The following quote also expresses how we may try to compensate for the love and emotional availability we never attained.   Miller explains that it is only when our body knows the emotional truth has been understood that we can find release from what she calls the lingering effects of cruel parenting or emotional neglect.

“In his famous novel Fateless, the Hungarian writer and Nobel laureate Imre Kertész describes his arrival at the Auschwitz concentration camp. He was fifteen years old at the time, and he tells us in great detail how he attempted to interpret the many grotesque and appalling things he encountered on his arrival there as something positive and favorable for him. Otherwise he would not have survived his own mortal fear. Probably every child who has suffered abuse must assume an attitude like this in order to survive. These children reinterpret their perceptions in a desperate attempt to see as good and beneficial things that outside observers would immediately classify as crimes. Children have no choice. They must repress their true feelings if they have no “helping witness” to turn to and are helplessly exposed to their persecutors. Later, as adults lucky enough to encounter “enlightened witnesses,” they do have a choice. Then they can admit the truth, their truth; they can stop pitying and “understanding” their persecutors, stop trying to feel their unsustainable, disassociated emotions, and roundly denounce the things that have been done to them. This step brings immense relief for the body. It no longer has to forcibly remind the adult self of the tragic history it went through as a child. Once the adult self has decided to find out the whole truth about itself, the body feels understood, respected, and protected. ”
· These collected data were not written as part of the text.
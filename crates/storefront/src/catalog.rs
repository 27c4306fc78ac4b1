//! Static product catalog and quiz questions.
//!
//! The storefront has no product backend. The quiz catalog, the trending
//! products shown in search, and the quiz question set are compiled in and
//! seeded on first access.

use std::sync::LazyLock;

use dewdrop_core::{Price, ProductId, Sensitivity, SkinConcern, SkinType};
use serde::{Deserialize, Serialize};

// =============================================================================
// Quiz Catalog
// =============================================================================

/// A product the skin quiz can recommend.
#[derive(Debug, Clone, PartialEq, Eq, Serialize, Deserialize)]
#[serde(rename_all = "camelCase")]
pub struct Product {
    pub id: ProductId,
    pub name: String,
    pub description: String,
    pub price: Price,
    #[serde(default, skip_serializing_if = "Option::is_none")]
    pub discounted_price: Option<Price>,
    pub image: String,
    /// Skin types the product is formulated for.
    pub suitable_for: Vec<SkinType>,
    /// Concerns the product treats.
    pub concerns: Vec<SkinConcern>,
    /// Sensitivity levels the product is gentle enough for.
    pub sensitivity_level: Vec<Sensitivity>,
}

static QUIZ_CATALOG: LazyLock<Vec<Product>> = LazyLock::new(|| {
    vec![
        Product {
            id: ProductId::new("1"),
            name: "Gentle Cleansing Foam".to_string(),
            description: "A mild, pH-balanced cleanser suitable for all skin types".to_string(),
            price: Price::from_cents(2499),
            discounted_price: None,
            image: "/products/cleanser.jpg".to_string(),
            suitable_for: vec![
                SkinType::Normal,
                SkinType::Dry,
                SkinType::Combination,
                SkinType::Oily,
            ],
            concerns: vec![SkinConcern::Acne, SkinConcern::Sensitivity],
            sensitivity_level: vec![Sensitivity::SlightlySensitive, Sensitivity::VerySensitive],
        },
        Product {
            id: ProductId::new("2"),
            name: "Hydrating Serum".to_string(),
            description: "Intensive moisture boost with hyaluronic acid".to_string(),
            price: Price::from_cents(3999),
            discounted_price: None,
            image: "/products/serum.jpg".to_string(),
            suitable_for: vec![SkinType::Dry, SkinType::Normal, SkinType::Combination],
            concerns: vec![SkinConcern::Aging, SkinConcern::Sensitivity],
            sensitivity_level: vec![Sensitivity::NotSensitive, Sensitivity::SlightlySensitive],
        },
        Product {
            id: ProductId::new("3"),
            name: "Brightening Treatment".to_string(),
            description: "Targets dark spots and uneven skin tone".to_string(),
            price: Price::from_cents(4999),
            discounted_price: None,
            image: "/products/treatment.jpg".to_string(),
            suitable_for: vec![SkinType::Normal, SkinType::Combination, SkinType::Oily],
            concerns: vec![SkinConcern::DarkSpots, SkinConcern::Aging],
            sensitivity_level: vec![Sensitivity::NotSensitive],
        },
        Product {
            id: ProductId::new("4"),
            name: "Oil Control Moisturizer".to_string(),
            description: "Light, non-comedogenic formula for oily skin".to_string(),
            price: Price::from_cents(2999),
            discounted_price: None,
            image: "/products/moisturizer.jpg".to_string(),
            suitable_for: vec![SkinType::Oily, SkinType::Combination],
            concerns: vec![SkinConcern::Acne],
            sensitivity_level: vec![Sensitivity::NotSensitive, Sensitivity::SlightlySensitive],
        },
    ]
});

/// Products the skin quiz chooses from, in display order.
#[must_use]
pub fn quiz_catalog() -> &'static [Product] {
    &QUIZ_CATALOG
}

/// Look up a quiz product by ID.
#[must_use]
pub fn find_quiz_product(id: &ProductId) -> Option<&'static Product> {
    QUIZ_CATALOG.iter().find(|product| &product.id == id)
}

// =============================================================================
// Trending Products (search overlay)
// =============================================================================

/// A product surfaced by search.
#[derive(Debug, Clone, PartialEq, Eq, Serialize, Deserialize)]
#[serde(rename_all = "camelCase")]
pub struct TrendingProduct {
    pub id: ProductId,
    pub name: String,
    pub category: String,
    pub price: Price,
    #[serde(default, skip_serializing_if = "Option::is_none")]
    pub discounted_price: Option<Price>,
    pub image: String,
    /// Storefront path of the product page.
    pub href: String,
}

impl TrendingProduct {
    /// The price the shopper actually pays.
    #[must_use]
    pub fn effective_price(&self) -> Price {
        self.discounted_price.unwrap_or(self.price)
    }
}

static TRENDING: LazyLock<Vec<TrendingProduct>> = LazyLock::new(|| {
    vec![
        TrendingProduct {
            id: ProductId::new("1"),
            name: "Brightening Serum".to_string(),
            category: "Skincare".to_string(),
            price: Price::from_cents(4999),
            discounted_price: Some(Price::from_cents(3999)),
            image: "/products/brightening-serum.jpg".to_string(),
            href: "/shop/skincare/brightening-serum".to_string(),
        },
        TrendingProduct {
            id: ProductId::new("2"),
            name: "Hydrating Cream".to_string(),
            category: "Moisturizer".to_string(),
            price: Price::from_cents(3499),
            discounted_price: None,
            image: "/products/moisturizer.jpg".to_string(),
            href: "/shop/skincare/hydrating-cream".to_string(),
        },
        TrendingProduct {
            id: ProductId::new("3"),
            name: "Anti-Aging Bundle".to_string(),
            category: "Bundles".to_string(),
            price: Price::from_cents(12999),
            discounted_price: Some(Price::from_cents(9999)),
            image: "/products/anti-aging-bundle.jpg".to_string(),
            href: "/shop/bundles/anti-aging".to_string(),
        },
        TrendingProduct {
            id: ProductId::new("4"),
            name: "Acne Control Kit".to_string(),
            category: "Skincare".to_string(),
            price: Price::from_cents(7999),
            discounted_price: Some(Price::from_cents(6999)),
            image: "/products/acne-kit.jpg".to_string(),
            href: "/shop/skincare/acne-control".to_string(),
        },
    ]
});

/// Products shown in the search overlay, in display order.
#[must_use]
pub fn trending_products() -> &'static [TrendingProduct] {
    &TRENDING
}

// =============================================================================
// Quiz Questions
// =============================================================================

/// Question IDs, fixed by the order the quiz asks them.
pub mod question_ids {
    pub const SKIN_TYPE: u8 = 1;
    pub const SKIN_CONCERN: u8 = 2;
    pub const SENSITIVITY: u8 = 3;
}

/// One selectable answer.
#[derive(Debug, Clone, PartialEq, Eq, Serialize)]
pub struct QuizOption {
    pub id: &'static str,
    /// Label shown to the shopper.
    pub text: &'static str,
    /// Tag recorded when the option is chosen.
    pub value: &'static str,
}

/// A quiz question with its options.
#[derive(Debug, Clone, PartialEq, Eq, Serialize)]
pub struct QuizQuestion {
    pub id: u8,
    pub question: &'static str,
    pub options: Vec<QuizOption>,
}

impl QuizQuestion {
    /// Returns `true` if `value` is one of this question's option tags.
    #[must_use]
    pub fn accepts(&self, value: &str) -> bool {
        self.options.iter().any(|option| option.value == value)
    }
}

const fn option(value: &'static str, text: &'static str) -> QuizOption {
    QuizOption {
        id: value,
        text,
        value,
    }
}

static QUESTIONS: LazyLock<Vec<QuizQuestion>> = LazyLock::new(|| {
    vec![
        QuizQuestion {
            id: question_ids::SKIN_TYPE,
            question: "What's your skin type?",
            options: vec![
                option(SkinType::Normal.as_str(), "Normal"),
                option(SkinType::Dry.as_str(), "Dry"),
                option(SkinType::Oily.as_str(), "Oily"),
                option(SkinType::Combination.as_str(), "Combination"),
            ],
        },
        QuizQuestion {
            id: question_ids::SKIN_CONCERN,
            question: "What are your main skin concerns?",
            options: vec![
                option(SkinConcern::Acne.as_str(), "Acne"),
                option(SkinConcern::Aging.as_str(), "Anti-aging"),
                option(SkinConcern::DarkSpots.as_str(), "Dark spots"),
                option(SkinConcern::Sensitivity.as_str(), "Sensitivity"),
            ],
        },
        QuizQuestion {
            id: question_ids::SENSITIVITY,
            question: "How would you describe your skin's sensitivity?",
            options: vec![
                option(Sensitivity::NotSensitive.as_str(), "Not sensitive"),
                option(Sensitivity::SlightlySensitive.as_str(), "Slightly sensitive"),
                option(Sensitivity::VerySensitive.as_str(), "Very sensitive"),
            ],
        },
    ]
});

/// The quiz questions, in the order they are asked.
#[must_use]
pub fn quiz_questions() -> &'static [QuizQuestion] {
    &QUESTIONS
}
“But it is one thing to complain about one’s parents deeds and quite another to take the facts of the matter fully and completely seriously. The latter course arouses the infant’s fear of punishment. Accordingly, many prefer to leave their earliest perceptions in a state of repression, to avoid looking the truth in the face, to extenuate their parents’ deeds, and to reconcile themselves with the idea of forgiveness. But this attitude merely serves to perpetuate the futile expectations we have entertained since our childhood. ”
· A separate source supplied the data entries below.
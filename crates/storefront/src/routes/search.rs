//! Search route handlers.

use axum::{
    Json,
    extract::{Query, State},
};
use serde::{Deserialize, Serialize};
use tracing::instrument;

use dewdrop_core::Price;

use crate::catalog::{TrendingProduct, trending_products};
use crate::error::Result;
use crate::latency;
use crate::middleware::Shopper;
use crate::search::{self, normalize_query};
use crate::state::AppState;

/// Search query parameters.
#[derive(Debug, Deserialize)]
pub struct SearchQuery {
    #[serde(default)]
    pub q: String,
}

/// A matching product with the price the shopper would pay.
#[derive(Debug, Serialize)]
#[serde(rename_all = "camelCase")]
pub struct SearchHit {
    #[serde(flatten)]
    pub product: TrendingProduct,
    pub effective_price: Price,
}

impl From<&TrendingProduct> for SearchHit {
    fn from(product: &TrendingProduct) -> Self {
        Self {
            product: product.clone(),
            effective_price: product.effective_price(),
        }
    }
}

/// Search response.
#[derive(Debug, Serialize)]
pub struct SearchResponse {
    pub query: String,
    pub results: Vec<SearchHit>,
}

/// Search trending products by name or category.
///
/// Non-blank queries are recorded in recent searches before the simulated
/// delay; blank queries return immediately with no results.
#[instrument(skip(state, shopper), fields(shopper_id = %shopper.id))]
pub async fn search(
    State(state): State<AppState>,
    shopper: Shopper,
    Query(params): Query<SearchQuery>,
) -> Result<Json<SearchResponse>> {
    let Some(query) = normalize_query(&params.q) else {
        return Ok(Json(SearchResponse {
            query: String::new(),
            results: Vec::new(),
        }));
    };

    shopper.session.lock().await.recent_searches.record(query)?;

    let results = latency::delayed(state.latency().search, async {
        search::search(trending_products(), query)
            .into_iter()
            .map(SearchHit::from)
            .collect::<Vec<_>>()
    })
    .await;

    Ok(Json(SearchResponse {
        query: query.to_string(),
        results,
    }))
}

/// List recent searches, newest first.
#[instrument(skip(shopper), fields(shopper_id = %shopper.id))]
pub async fn recent(shopper: Shopper) -> Json<Vec<String>> {
    let session = shopper.session.lock().await;
    Json(session.recent_searches.queries().to_vec())
}

/// Forget recent searches.
#[instrument(skip(shopper), fields(shopper_id = %shopper.id))]
pub async fn clear_recent(shopper: Shopper) -> Result<Json<Vec<String>>> {
    let mut session = shopper.session.lock().await;
    session.recent_searches.clear()?;
    Ok(Json(Vec::new()))
}

/// List trending products.
pub async fn trending() -> Json<&'static [TrendingProduct]> {
    Json(trending_products())
}
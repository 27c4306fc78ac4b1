//! Simulated response latency.
//!
//! Quiz and search results are computed instantly from in-memory lists, but
//! the storefront holds them back briefly so the loading state is visible.
//! The delay always completes; there is no cancellation.

use std::future::Future;
use std::time::Duration;

/// Run `work` after waiting `delay`.
///
/// A zero delay skips the timer entirely.
pub async fn delayed<F, T>(delay: Duration, work: F) -> T
where
    F: Future<Output = T>,
{
    if !delay.is_zero() {
        tokio::time::sleep(delay).await;
    }
    work.await
}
The following extract pertains to the life of Virginia Wolfe who took her life on 28 March, 1941.  Miller addresses in her book the repressed trauma and abuse she suffered and that Miller beleives contributed to her suicide.

“Can we say that she had no courage? No, we can’t; she showed more courage than most people in denouncing lies, but her family could not come to terms with such honesty. This is not surprising. The little girl continued to live in an adult woman’s body, fearing her molesting half-brothers and her beloved parents, who remained silent. Had she been able to listen to her body, the true Virginia would certainly have spoken up. In order to do so, however, she needed someone to say to her: “Open your eyes! They didn’t protect you when you were in danger of losing your health and your mind, and now they refuse to see what has been done to you. How can you love them so much after all that?” No one offered that kind of support. Nor can anyone stand up to that kind of abuse alone, not even Virginia Woolf. ”

Miller consistently makes the point of how essential validation of early abuse is for survivors to get free of suffering and their symptoms.   We need someone who can support us and believes what bodies and souls knew most deeply was true,  without this support and belief so many lose the fight or remain endlessly trapped on the hamster wheel of repetition compulsion.